Assignment:
Lines containing "that" should be pulled from the material below.

Records provided:
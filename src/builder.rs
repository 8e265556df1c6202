//! Turns a parsed YAML document into the checklist tree.
//!
//! The document format is forgiving: entries with an unexpected shape are
//! skipped, never reported as errors. Recognised layout:
//!
//! ```yaml
//! sections:
//!   Tools:
//!     sections:
//!       - Editors:
//!           items: [neovim]
//!     items:
//!       - git
//!       - name: docker
//!         enabled: false
//!         commands:
//!           - __MGR__ -S docker
//!           - sudo systemctl enable docker
//! after:
//!   commands:
//!     - echo "Done"
//! ```

use serde_yaml::{Mapping, Value};

use crate::model::{Action, MenuNode};

/// Everything the rest of the program needs from the document.
#[derive(Debug, Clone, Default, PartialEq, Eq)]
pub struct Checklist {
    pub sections: Vec<MenuNode>,
    pub after: Vec<String>,
    /// Item entries skipped because they had no scalar `name`.
    pub dropped: usize,
}

pub fn build(root: &Value) -> Checklist {
    let mut builder = Builder::default();
    let sections = builder.root_sections(root);
    let after = after_commands(root);
    tracing::debug!(
        sections = sections.len(),
        after = after.len(),
        dropped = builder.dropped,
        "checklist built"
    );
    Checklist {
        sections,
        after,
        dropped: builder.dropped,
    }
}

/// The `after.commands` tail. Anything malformed yields nothing.
pub fn after_commands(root: &Value) -> Vec<String> {
    field(root, "after")
        .and_then(|after| field(after, "commands"))
        .map(string_list)
        .unwrap_or_default()
}

#[derive(Default)]
struct Builder {
    dropped: usize,
}

impl Builder {
    fn root_sections(&mut self, root: &Value) -> Vec<MenuNode> {
        match field(root, "sections") {
            Some(Value::Mapping(map)) => self.section_group(map),
            Some(Value::Sequence(groups)) => self.section_groups(groups),
            _ => Vec::new(),
        }
    }

    fn section_groups(&mut self, groups: &[Value]) -> Vec<MenuNode> {
        let mut nodes = Vec::new();
        for group in groups {
            if let Value::Mapping(map) = untag(group) {
                nodes.extend(self.section_group(map));
            }
        }
        nodes
    }

    /// One mapping of section name to section body.
    fn section_group(&mut self, map: &Mapping) -> Vec<MenuNode> {
        let mut nodes = Vec::with_capacity(map.len());
        for (key, body) in map {
            let Some(label) = scalar(key) else {
                continue;
            };
            nodes.push(self.section(label, body));
        }
        nodes
    }

    fn section(&mut self, label: String, body: &Value) -> MenuNode {
        let mut children = match field(body, "sections") {
            Some(Value::Sequence(groups)) => self.section_groups(groups),
            _ => Vec::new(),
        };

        match field(body, "items") {
            Some(Value::Sequence(entries)) => {
                children.extend(entries.iter().filter_map(|entry| self.item(entry)));
            }
            Some(entry) if scalar(entry).is_some() => {
                children.extend(self.item(entry));
            }
            _ => {}
        }

        MenuNode::section(label, children)
    }

    fn item(&mut self, entry: &Value) -> Option<MenuNode> {
        let entry = untag(entry);
        if let Some(name) = scalar(entry) {
            return Some(MenuNode::package(name));
        }

        let Value::Mapping(_) = entry else {
            tracing::warn!("skipping checklist item that is neither a name nor a mapping");
            self.dropped += 1;
            return None;
        };

        let Some(name) = field(entry, "name").and_then(scalar) else {
            tracing::warn!("skipping checklist item without a `name`");
            self.dropped += 1;
            return None;
        };

        let checked = field(entry, "enabled").and_then(flag).unwrap_or(true);
        let commands = field(entry, "commands").map(string_list).unwrap_or_default();
        let action = if commands.is_empty() {
            Action::Package(name.clone())
        } else {
            Action::Shell(commands)
        };

        Some(MenuNode::checkbox(name, checked, action))
    }
}

/// A scalar becomes one command, a sequence keeps its scalar entries.
fn string_list(value: &Value) -> Vec<String> {
    match untag(value) {
        Value::Sequence(entries) => entries
            .iter()
            .filter_map(|entry| {
                let command = scalar(entry);
                if command.is_none() {
                    tracing::debug!("skipping non-scalar command entry");
                }
                command
            })
            .collect(),
        other => scalar(other).into_iter().collect(),
    }
}

fn untag(value: &Value) -> &Value {
    match value {
        Value::Tagged(tagged) => untag(&tagged.value),
        other => other,
    }
}

/// Child of a mapping; `null` counts as missing.
fn field<'a>(value: &'a Value, key: &str) -> Option<&'a Value> {
    untag(value)
        .get(key)
        .map(untag)
        .filter(|child| !child.is_null())
}

/// Text of a scalar. Numbers come back in canonical form (`3.10` is `3.1`);
/// quote a value in the document to keep it verbatim.
fn scalar(value: &Value) -> Option<String> {
    match untag(value) {
        Value::String(s) => Some(s.clone()),
        Value::Number(n) => Some(n.to_string()),
        Value::Bool(b) => Some(b.to_string()),
        _ => None,
    }
}

fn flag(value: &Value) -> Option<bool> {
    match untag(value) {
        Value::Bool(b) => Some(*b),
        Value::String(s) => match s.to_ascii_lowercase().as_str() {
            "true" | "yes" | "y" | "on" => Some(true),
            "false" | "no" | "n" | "off" => Some(false),
            _ => None,
        },
        _ => None,
    }
}
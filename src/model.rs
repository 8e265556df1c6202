use crate::alias::Aliases;

#[derive(Debug, Clone, Copy, PartialEq, Eq)]
pub enum NodeKind {
    Checkbox,
    Section,
}

/// What happens when a checked item ends up in the script.
#[derive(Debug, Clone, PartialEq, Eq)]
pub enum Action {
    /// Install a package through the configured package manager.
    Package(String),
    /// Run literal shell commands, joined with `&&`.
    Shell(Vec<String>),
}

impl Action {
    /// Render this action as a single command line.
    ///
    /// A `Shell` action is joined first and substituted second, so alias tokens
    /// anywhere in the joined string are expanded. The result is one opaque unit.
    pub fn render(&self, aliases: &Aliases) -> String {
        match self {
            Action::Package(name) => aliases.install_command(name),
            Action::Shell(commands) => aliases.substitute(&commands.join(" && ")),
        }
    }
}

#[derive(Debug, Clone, PartialEq, Eq)]
pub struct MenuNode {
    pub label: String,
    pub kind: NodeKind,
    /// Only meaningful for checkboxes.
    pub checked: bool,
    /// Only populated for sections.
    pub children: Vec<MenuNode>,
    /// Always `Some` for checkboxes, always `None` for sections.
    pub action: Option<Action>,
}

impl MenuNode {
    pub fn checkbox(label: impl Into<String>, checked: bool, action: Action) -> Self {
        Self {
            label: label.into(),
            kind: NodeKind::Checkbox,
            checked,
            children: Vec::new(),
            action: Some(action),
        }
    }

    pub fn section(label: impl Into<String>, children: Vec<MenuNode>) -> Self {
        Self {
            label: label.into(),
            kind: NodeKind::Section,
            checked: true,
            children,
            action: None,
        }
    }

    /// Bare package entry, checked by default.
    pub fn package(name: impl Into<String>) -> Self {
        let name = name.into();
        Self::checkbox(name.clone(), true, Action::Package(name))
    }

    pub fn is_section(&self) -> bool {
        self.kind == NodeKind::Section
    }

    pub fn toggle(&mut self) {
        if self.kind == NodeKind::Checkbox {
            self.checked = !self.checked;
        }
    }

    /// Number of checkbox leaves under (or at) this node that are checked.
    pub fn checked_leaves(&self) -> usize {
        match self.kind {
            NodeKind::Checkbox => usize::from(self.checked),
            NodeKind::Section => self.children.iter().map(MenuNode::checked_leaves).sum(),
        }
    }

    /// Number of checkbox leaves under (or at) this node.
    pub fn total_leaves(&self) -> usize {
        match self.kind {
            NodeKind::Checkbox => 1,
            NodeKind::Section => self.children.iter().map(MenuNode::total_leaves).sum(),
        }
    }
}

#[cfg(test)]
mod tests {
    use super::*;

    #[test]
    fn package_action_appends_name_as_operand() {
        let aliases = Aliases::default();
        let rendered = Action::Package("git".into()).render(&aliases);
        assert_eq!(
            rendered,
            "yay --noconfirm --answerdiff=None --answeredit=None -S git"
        );
    }

    #[test]
    fn shell_action_joins_without_trailing_separator() {
        let aliases = Aliases::default();
        let action = Action::Shell(vec!["a".into(), "b".into()]);
        assert_eq!(action.render(&aliases), "a && b");
    }

    #[test]
    fn empty_shell_action_renders_empty() {
        let aliases = Aliases::default();
        assert_eq!(Action::Shell(Vec::new()).render(&aliases), "");
    }

    #[test]
    fn shell_action_expands_both_aliases() {
        let aliases = Aliases::default();
        let action = Action::Shell(vec![
            "__NOTIFY__ 'start'".into(),
            "__MGR__ -S neovim".into(),
        ]);
        assert_eq!(
            action.render(&aliases),
            "notify-send -i dialog-information -t 5000 -u critical 'start' && \
             yay --noconfirm --answerdiff=None --answeredit=None -S neovim"
        );
    }

    #[test]
    fn toggle_ignores_sections() {
        let mut section = MenuNode::section("Dev", vec![MenuNode::package("git")]);
        section.toggle();
        assert!(section.checked);

        let mut item = MenuNode::package("git");
        item.toggle();
        assert!(!item.checked);
    }

    #[test]
    fn leaf_counts_walk_nested_sections() {
        let mut off = MenuNode::package("b");
        off.toggle();
        let tree = MenuNode::section(
            "A",
            vec![
                MenuNode::package("a"),
                MenuNode::section("B", vec![off, MenuNode::package("c")]),
                MenuNode::section("Empty", Vec::new()),
            ],
        );
        assert_eq!(tree.total_leaves(), 3);
        assert_eq!(tree.checked_leaves(), 2);
    }
}
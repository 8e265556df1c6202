use anyhow::{Context, Result};
use std::fs::OpenOptions;
use std::io;
use std::path::Path;
use std::sync::atomic::{AtomicBool, Ordering};
use std::sync::Mutex;
use tracing_subscriber::fmt::writer::OptionalWriter;
use tracing_subscriber::EnvFilter;

/// Set while the TUI owns the screen; stderr output is discarded meanwhile.
static STDERR_PAUSED: AtomicBool = AtomicBool::new(false);

/// Keeps stderr logging muted until dropped.
pub struct StderrPause {
    previous: bool,
}

impl Drop for StderrPause {
    fn drop(&mut self) {
        STDERR_PAUSED.store(self.previous, Ordering::SeqCst);
    }
}

pub fn pause_stderr() -> StderrPause {
    StderrPause {
        previous: STDERR_PAUSED.swap(true, Ordering::SeqCst),
    }
}

fn stderr_writer() -> OptionalWriter<io::Stderr> {
    if STDERR_PAUSED.load(Ordering::SeqCst) {
        OptionalWriter::none()
    } else {
        OptionalWriter::some(io::stderr())
    }
}

fn default_level(verbosity: u8) -> &'static str {
    match verbosity {
        0 => "warn",
        1 => "info",
        2 => "debug",
        _ => "trace",
    }
}

/// Install the global subscriber. `RUST_LOG` takes precedence over `-v`.
///
/// Without a log file, events emitted while the TUI owns the screen are
/// dropped; pass a log file to keep them.
pub fn init(verbosity: u8, log_file: Option<&Path>) -> Result<()> {
    let filter = EnvFilter::try_from_default_env()
        .or_else(|_| EnvFilter::try_new(default_level(verbosity)))
        .unwrap_or_else(|_| EnvFilter::new("warn"));

    match log_file {
        Some(path) => {
            let file = OpenOptions::new()
                .create(true)
                .append(true)
                .open(path)
                .with_context(|| format!("Failed to open log file {}", path.display()))?;
            tracing_subscriber::fmt()
                .with_env_filter(filter)
                .with_ansi(false)
                .with_writer(Mutex::new(file))
                .init();
        }
        None => {
            tracing_subscriber::fmt()
                .with_env_filter(filter)
                .with_writer(stderr_writer)
                .init();
        }
    }
    Ok(())
}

Exercise solution:
            tracing::warn!("skipping checklist item that is neither a name nor a mapping");
    /// Number of checkbox leaves under (or at) this node that are checked.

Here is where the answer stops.